**Records to process**
---+---

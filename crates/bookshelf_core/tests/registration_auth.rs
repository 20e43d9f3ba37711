use bookshelf_core::fixtures::SEED_PASSWORD;
use bookshelf_core::model::{ROLE_ADMIN, ROLE_USER};
use bookshelf_core::{
    authenticate, CatalogError, CatalogStore, EntityKind, MemoryCatalogStore, PasswordHasher,
    RegistrationService, Sha256PasswordHasher, User,
};

fn service() -> RegistrationService<MemoryCatalogStore, Sha256PasswordHasher> {
    RegistrationService::new(MemoryCatalogStore::new(), Sha256PasswordHasher)
}

#[test]
fn register_returns_receipt_and_default_role() {
    let mut service = service();
    let receipt = service
        .register("lector@editorial.com", "lector", "secreto")
        .unwrap();
    assert_eq!(receipt.email, "lector@editorial.com");

    let json = serde_json::to_value(&receipt).unwrap();
    assert_eq!(json.as_object().unwrap().len(), 2);
    assert_eq!(json["id"], receipt.id);

    let graph = service.store().load().unwrap();
    let user = graph.get(graph.find::<User>(receipt.id).unwrap()).unwrap();
    assert!(user.stored_roles().is_empty());
    assert_eq!(user.roles(), vec![ROLE_USER.to_string()]);
    assert_ne!(user.password_hash(), "secreto");
}

#[test]
fn duplicate_email_conflicts_without_creating_row() {
    let mut service = service();
    service.register("dup@editorial.com", "uno", "pw").unwrap();

    let err = service
        .register("  DUP@editorial.com", "dos", "pw")
        .unwrap_err();
    match err {
        CatalogError::Conflict {
            entity,
            field,
            value,
        } => {
            assert_eq!(entity, EntityKind::User);
            assert_eq!(field, "email");
            assert_eq!(value, "dup@editorial.com");
        }
        other => panic!("unexpected error: {other}"),
    }
    assert_eq!(service.store().row_count(EntityKind::User), 1);
}

#[test]
fn authenticate_verifies_registered_password() {
    let hasher = Sha256PasswordHasher;
    let mut service = service();
    let receipt = service.register("ana@editorial.com", "", "pw").unwrap();
    let graph = service.store().load().unwrap();

    let key = authenticate(&graph, &hasher, "ana@editorial.com", "pw").unwrap();
    assert_eq!(graph.id(key), Some(receipt.id));
    assert!(matches!(
        authenticate(&graph, &hasher, "ana@editorial.com", "wrong"),
        Err(CatalogError::Unauthorized)
    ));
}

#[test]
fn admin_roles_include_default_role_once() {
    let mut user = User::new("admin@editorial.com", "AdminUser", "h");
    user.set_roles([ROLE_ADMIN, ROLE_USER]);
    assert_eq!(
        user.roles(),
        vec![ROLE_ADMIN.to_string(), ROLE_USER.to_string()]
    );
    assert!(user.has_role(ROLE_ADMIN));
    assert!(Sha256PasswordHasher.verify(SEED_PASSWORD, &Sha256PasswordHasher.hash(SEED_PASSWORD)));
}
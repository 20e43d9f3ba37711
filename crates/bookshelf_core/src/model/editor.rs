//! Editor entity.

use super::validation::require_text;
use super::{Book, Entity, EntityKind, Key, ValidationError};
use crate::graph::{Arena, EntityGraph};

#[derive(Debug, Clone)]
pub struct Editor {
    name: String,
    pub(crate) books: Vec<Key<Book>>,
}

impl Editor {
    pub fn new(name: impl Into<String>) -> Self {
        Self {
            name: name.into(),
            books: Vec::new(),
        }
    }

    pub fn name(&self) -> &str {
        &self.name
    }

    pub fn books(&self) -> &[Key<Book>] {
        &self.books
    }

    pub fn set_name(&mut self, value: impl Into<String>) {
        self.name = value.into();
    }
}

impl Entity for Editor {
    const KIND: EntityKind = EntityKind::Editor;

    fn validate(&self) -> Result<(), ValidationError> {
        require_text(Self::KIND, "name", &self.name)
    }

    fn label(&self) -> String {
        self.name.clone()
    }

    fn arena(graph: &EntityGraph) -> &Arena<Self> {
        &graph.editors
    }

    fn arena_mut(graph: &mut EntityGraph) -> &mut Arena<Self> {
        &mut graph.editors
    }
}
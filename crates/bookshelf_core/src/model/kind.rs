//! Entity kind tags.

use serde::{Deserialize, Serialize};
use std::fmt::{Display, Formatter};

/// Discriminant for every catalog entity type.
///
/// Variant order is the insert order used at commit: every kind only
/// references kinds declared before it (follow edges are written last).
#[derive(Debug, Clone, Copy, PartialEq, Eq, PartialOrd, Ord, Hash, Serialize, Deserialize)]
#[serde(rename_all = "snake_case")]
pub enum EntityKind {
    Author,
    Series,
    Publisher,
    Genre,
    Editor,
    User,
    Contract,
    Book,
    Review,
    Comment,
}

impl EntityKind {
    /// All kinds in insert order.
    pub const ALL: [EntityKind; 10] = [
        Self::Author,
        Self::Series,
        Self::Publisher,
        Self::Genre,
        Self::Editor,
        Self::User,
        Self::Contract,
        Self::Book,
        Self::Review,
        Self::Comment,
    ];

    pub fn as_str(self) -> &'static str {
        match self {
            Self::Author => "author",
            Self::Series => "series",
            Self::Publisher => "publisher",
            Self::Genre => "genre",
            Self::Editor => "editor",
            Self::User => "user",
            Self::Contract => "contract",
            Self::Book => "book",
            Self::Review => "review",
            Self::Comment => "comment",
        }
    }

    /// Parses a kind name, accepting singular or plural collection names.
    pub fn parse(value: &str) -> Option<Self> {
        let normalized = value.trim().to_ascii_lowercase();
        let singular = match normalized.as_str() {
            "series" => "series",
            other => other.strip_suffix('s').unwrap_or(other),
        };
        Self::ALL.into_iter().find(|kind| kind.as_str() == singular)
    }
}

impl Display for EntityKind {
    fn fmt(&self, f: &mut Formatter<'_>) -> std::fmt::Result {
        f.write_str(self.as_str())
    }
}

#[cfg(test)]
mod tests {
    use super::EntityKind;

    #[test]
    fn parse_accepts_collection_names() {
        assert_eq!(EntityKind::parse("books"), Some(EntityKind::Book));
        assert_eq!(EntityKind::parse(" Genre "), Some(EntityKind::Genre));
        assert_eq!(EntityKind::parse("series"), Some(EntityKind::Series));
        assert_eq!(EntityKind::parse("unknown"), None);
    }
}
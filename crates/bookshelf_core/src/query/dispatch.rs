//! Registry that routes named operations to handlers.

use super::handlers::{QueryHandler, SearchBooksByTitle, SearchGenresByTerm};
use super::{CatalogReader, QueryOutput, QueryRequest};
use log::debug;
use std::collections::BTreeMap;
use std::sync::Arc;
use std::time::Instant;
use thiserror::Error;

#[derive(Debug, Clone, PartialEq, Eq, Error)]
pub enum DispatchError {
    #[error("operation name must not be blank")]
    BlankOperation,
    #[error("operation `{0}` already has a handler")]
    DuplicateOperation(String),
}

#[derive(Default)]
pub struct QueryDispatcher {
    handlers: BTreeMap<String, Arc<dyn QueryHandler>>,
}

impl QueryDispatcher {
    pub fn new() -> Self {
        Self::default()
    }

    /// Dispatcher with both catalog searches registered.
    pub fn with_default_handlers(genre_limit: usize) -> Self {
        let mut handlers: BTreeMap<String, Arc<dyn QueryHandler>> = BTreeMap::new();
        let defaults: [Arc<dyn QueryHandler>; 2] = [
            Arc::new(SearchBooksByTitle),
            Arc::new(SearchGenresByTerm::new(genre_limit)),
        ];
        for handler in defaults {
            handlers.insert(handler.operation_name().to_string(), handler);
        }
        Self { handlers }
    }

    pub fn register(&mut self, handler: Arc<dyn QueryHandler>) -> Result<(), DispatchError> {
        let name = handler.operation_name().trim();
        if name.is_empty() {
            return Err(DispatchError::BlankOperation);
        }
        if self.handlers.contains_key(name) {
            return Err(DispatchError::DuplicateOperation(name.to_string()));
        }
        self.handlers.insert(name.to_string(), handler);
        Ok(())
    }

    pub fn operation_names(&self) -> Vec<&str> {
        self.handlers.keys().map(String::as_str).collect()
    }

    /// Routes a request to its named handler, or lists the collection.
    pub fn dispatch(&self, reader: &dyn CatalogReader, request: &QueryRequest) -> QueryOutput {
        let started_at = Instant::now();
        let custom = request
            .operation_name()
            .and_then(|name| self.handlers.get(name))
            .and_then(|handler| handler.handle(reader, request));

        let (route, output) = match custom {
            Some(output) => ("custom", output),
            None => (
                "generic",
                QueryOutput::Collection(reader.list_collection(request.resource())),
            ),
        };
        debug!(
            "event=query_dispatch module=query status=ok route={route} resource={} operation={} results={} duration_ms={}",
            request.resource(),
            request.operation_name().unwrap_or("-"),
            output.len(),
            started_at.elapsed().as_millis()
        );
        output
    }
}

#[cfg(test)]
mod tests {
    use super::{DispatchError, QueryDispatcher};
    use crate::query::{
        CatalogReader, QueryHandler, QueryOutput, QueryRequest, SearchBooksByTitle,
    };
    use crate::graph::EntityGraph;
    use crate::model::EntityKind;
    use std::sync::Arc;

    struct Blank;

    impl QueryHandler for Blank {
        fn operation_name(&self) -> &str {
            "  "
        }

        fn handle(&self, _: &dyn CatalogReader, _: &QueryRequest) -> Option<QueryOutput> {
            None
        }
    }

    #[test]
    fn duplicate_and_blank_names_are_rejected() {
        let mut dispatcher = QueryDispatcher::new();
        dispatcher.register(Arc::new(SearchBooksByTitle)).unwrap();

        assert_eq!(
            dispatcher.register(Arc::new(SearchBooksByTitle)),
            Err(DispatchError::DuplicateOperation("searchBooksByTitle".into()))
        );
        assert_eq!(
            dispatcher.register(Arc::new(Blank)),
            Err(DispatchError::BlankOperation)
        );
        assert_eq!(dispatcher.operation_names(), vec!["searchBooksByTitle"]);
    }

    #[test]
    fn unknown_operation_falls_through_to_listing() {
        let graph = EntityGraph::new();
        let dispatcher = QueryDispatcher::with_default_handlers(10);
        let request = QueryRequest::operation(EntityKind::Genre, "topRated");

        let output = dispatcher.dispatch(&graph, &request);
        assert_eq!(output, QueryOutput::Collection(Vec::new()));
    }
}
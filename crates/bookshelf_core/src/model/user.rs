//! User entity.
//!
//! Follow edges are not stored on the user; see `crate::graph::FollowIndex`.

use super::validation::{require_email, require_text};
use super::{Entity, EntityKind, ValidationError};
use crate::graph::{Arena, EntityGraph};
use std::collections::BTreeSet;

/// Role every user holds, whether stored or not.
pub const ROLE_USER: &str = "ROLE_USER";
pub const ROLE_ADMIN: &str = "ROLE_ADMIN";

#[derive(Debug, Clone)]
pub struct User {
    email: String,
    username: String,
    password_hash: String,
    roles: Vec<String>,
}

impl User {
    /// Creates a user with an empty stored role set.
    pub fn new(
        email: impl Into<String>,
        username: impl Into<String>,
        password_hash: impl Into<String>,
    ) -> Self {
        Self {
            email: email.into(),
            username: username.into(),
            password_hash: password_hash.into(),
            roles: Vec::new(),
        }
    }

    pub fn email(&self) -> &str {
        &self.email
    }

    pub fn username(&self) -> &str {
        &self.username
    }

    pub fn password_hash(&self) -> &str {
        &self.password_hash
    }

    /// Effective roles: stored roles plus `ROLE_USER`, deduplicated.
    pub fn roles(&self) -> Vec<String> {
        let mut roles = self.roles.clone();
        roles.push(ROLE_USER.to_string());
        let mut seen = BTreeSet::new();
        roles.retain(|role| seen.insert(role.clone()));
        roles
    }

    /// Roles exactly as persisted.
    pub fn stored_roles(&self) -> &[String] {
        &self.roles
    }

    pub fn has_role(&self, role: &str) -> bool {
        role == ROLE_USER || self.roles.iter().any(|stored| stored == role)
    }

    pub fn set_email(&mut self, value: impl Into<String>) {
        self.email = value.into();
    }

    pub fn set_username(&mut self, value: impl Into<String>) {
        self.username = value.into();
    }

    pub fn set_password_hash(&mut self, value: impl Into<String>) {
        self.password_hash = value.into();
    }

    pub fn set_roles<I, S>(&mut self, roles: I)
    where
        I: IntoIterator<Item = S>,
        S: Into<String>,
    {
        self.roles.clear();
        for role in roles {
            self.add_role(role);
        }
    }

    /// Adds a stored role. Returns `false` when already present.
    pub fn add_role(&mut self, role: impl Into<String>) -> bool {
        let role = role.into();
        if self.roles.contains(&role) {
            return false;
        }
        self.roles.push(role);
        true
    }
}

impl Entity for User {
    const KIND: EntityKind = EntityKind::User;

    fn validate(&self) -> Result<(), ValidationError> {
        require_email(Self::KIND, "email", &self.email)?;
        require_text(Self::KIND, "username", &self.username)?;
        require_text(Self::KIND, "password", &self.password_hash)?;
        if let Some(role) = self.roles.iter().find(|role| role.trim().is_empty()) {
            return Err(ValidationError::new(
                Self::KIND,
                "roles",
                format!("role `{role}` must not be blank"),
            ));
        }
        Ok(())
    }

    fn label(&self) -> String {
        self.email.clone()
    }

    fn arena(graph: &EntityGraph) -> &Arena<Self> {
        &graph.users
    }

    fn arena_mut(graph: &mut EntityGraph) -> &mut Arena<Self> {
        &mut graph.users
    }
}
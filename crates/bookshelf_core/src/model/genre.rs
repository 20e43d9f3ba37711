//! Genre entity.

use super::validation::require_text;
use super::{Book, Entity, EntityKind, Key, ValidationError};
use crate::graph::{Arena, EntityGraph};

#[derive(Debug, Clone)]
pub struct Genre {
    name: String,
    pub(crate) books: Vec<Key<Book>>,
}

impl Genre {
    pub fn new(name: impl Into<String>) -> Self {
        Self {
            name: name.into(),
            books: Vec::new(),
        }
    }

    pub fn name(&self) -> &str {
        &self.name
    }

    pub fn books(&self) -> &[Key<Book>] {
        &self.books
    }

    pub fn set_name(&mut self, value: impl Into<String>) {
        self.name = value.into();
    }
}

impl Entity for Genre {
    const KIND: EntityKind = EntityKind::Genre;

    fn validate(&self) -> Result<(), ValidationError> {
        require_text(Self::KIND, "name", &self.name)
    }

    fn label(&self) -> String {
        self.name.clone()
    }

    fn arena(graph: &EntityGraph) -> &Arena<Self> {
        &graph.genres
    }

    fn arena_mut(graph: &mut EntityGraph) -> &mut Arena<Self> {
        &mut graph.genres
    }
}
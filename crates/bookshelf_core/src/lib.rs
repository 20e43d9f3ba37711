//! Core domain logic for the Bookshelf catalog.
//! This crate is the single source of truth for catalog invariants.

pub mod api;
pub mod auth;
pub mod db;
pub mod error;
pub mod fixtures;
pub mod graph;
pub mod logging;
pub mod model;
pub mod query;
pub mod service;
pub mod settings;
pub mod store;
pub mod uow;

pub use api::{
    BookDetail, BookSummary, GenreSummary, RegistrationReceipt, ResourceSummary, UserProfile,
};
pub use auth::{authenticate, Credentialed, Identifiable, PasswordHasher, Sha256PasswordHasher};
pub use error::{CatalogError, CatalogResult, IntegrityViolation};
pub use fixtures::{seed_catalog, SeedSummary};
pub use graph::{EntityGraph, FollowIndex};
pub use logging::{default_log_level, init_logging, logging_status, LoggingError};
pub use model::{
    Author, Book, Comment, Contract, Editor, Entity, EntityId, EntityKind, Genre, Key, Publisher,
    Review, Series, User, ValidationError,
};
pub use query::{
    CatalogReader, DispatchError, QueryDispatcher, QueryHandler, QueryOutput, QueryRequest,
};
pub use service::{CatalogService, FollowService, NewBook, RegistrationService};
pub use settings::{Settings, SettingsError};
pub use store::{
    CatalogStore, ChangeSet, MemoryCatalogStore, SqliteCatalogStore, StoreError, StoreResult,
};
pub use uow::{CommitSummary, EntityState, UnitOfWork};

/// Health-check used by the CLI.
pub fn ping() -> &'static str {
    "pong"
}

/// Returns the core crate version.
pub fn core_version() -> &'static str {
    env!("CARGO_PKG_VERSION")
}

#[cfg(test)]
mod tests {
    use super::{core_version, ping};

    #[test]
    fn ping_returns_pong() {
        assert_eq!(ping(), "pong");
    }

    #[test]
    fn version_is_not_empty() {
        assert!(!core_version().is_empty());
    }
}
//! Field-level validation shared by all entities.

use super::EntityKind;
use once_cell::sync::Lazy;
use regex::Regex;
use thiserror::Error;

static EMAIL_PATTERN: Lazy<Regex> = Lazy::new(|| {
    Regex::new(r"^[^@\s]+@[^@\s]+\.[^@\s]+$").expect("email regex must compile")
});

/// A malformed or missing field on one entity.
#[derive(Debug, Clone, PartialEq, Eq, Error)]
#[error("invalid {entity}.{field}: {message}")]
pub struct ValidationError {
    pub entity: EntityKind,
    pub field: &'static str,
    pub message: String,
}

impl ValidationError {
    pub fn new(entity: EntityKind, field: &'static str, message: impl Into<String>) -> Self {
        Self {
            entity,
            field,
            message: message.into(),
        }
    }
}

pub(crate) fn require_text(
    entity: EntityKind,
    field: &'static str,
    value: &str,
) -> Result<(), ValidationError> {
    if value.trim().is_empty() {
        return Err(ValidationError::new(entity, field, "must not be blank"));
    }
    Ok(())
}

pub(crate) fn require_email(
    entity: EntityKind,
    field: &'static str,
    value: &str,
) -> Result<(), ValidationError> {
    require_text(entity, field, value)?;
    if !EMAIL_PATTERN.is_match(value) {
        return Err(ValidationError::new(
            entity,
            field,
            "must be a valid email address",
        ));
    }
    Ok(())
}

---+---

**What to produce**
For the string "Some", give the number of lines in the entries that contain it, with no other words.

**Written response**
6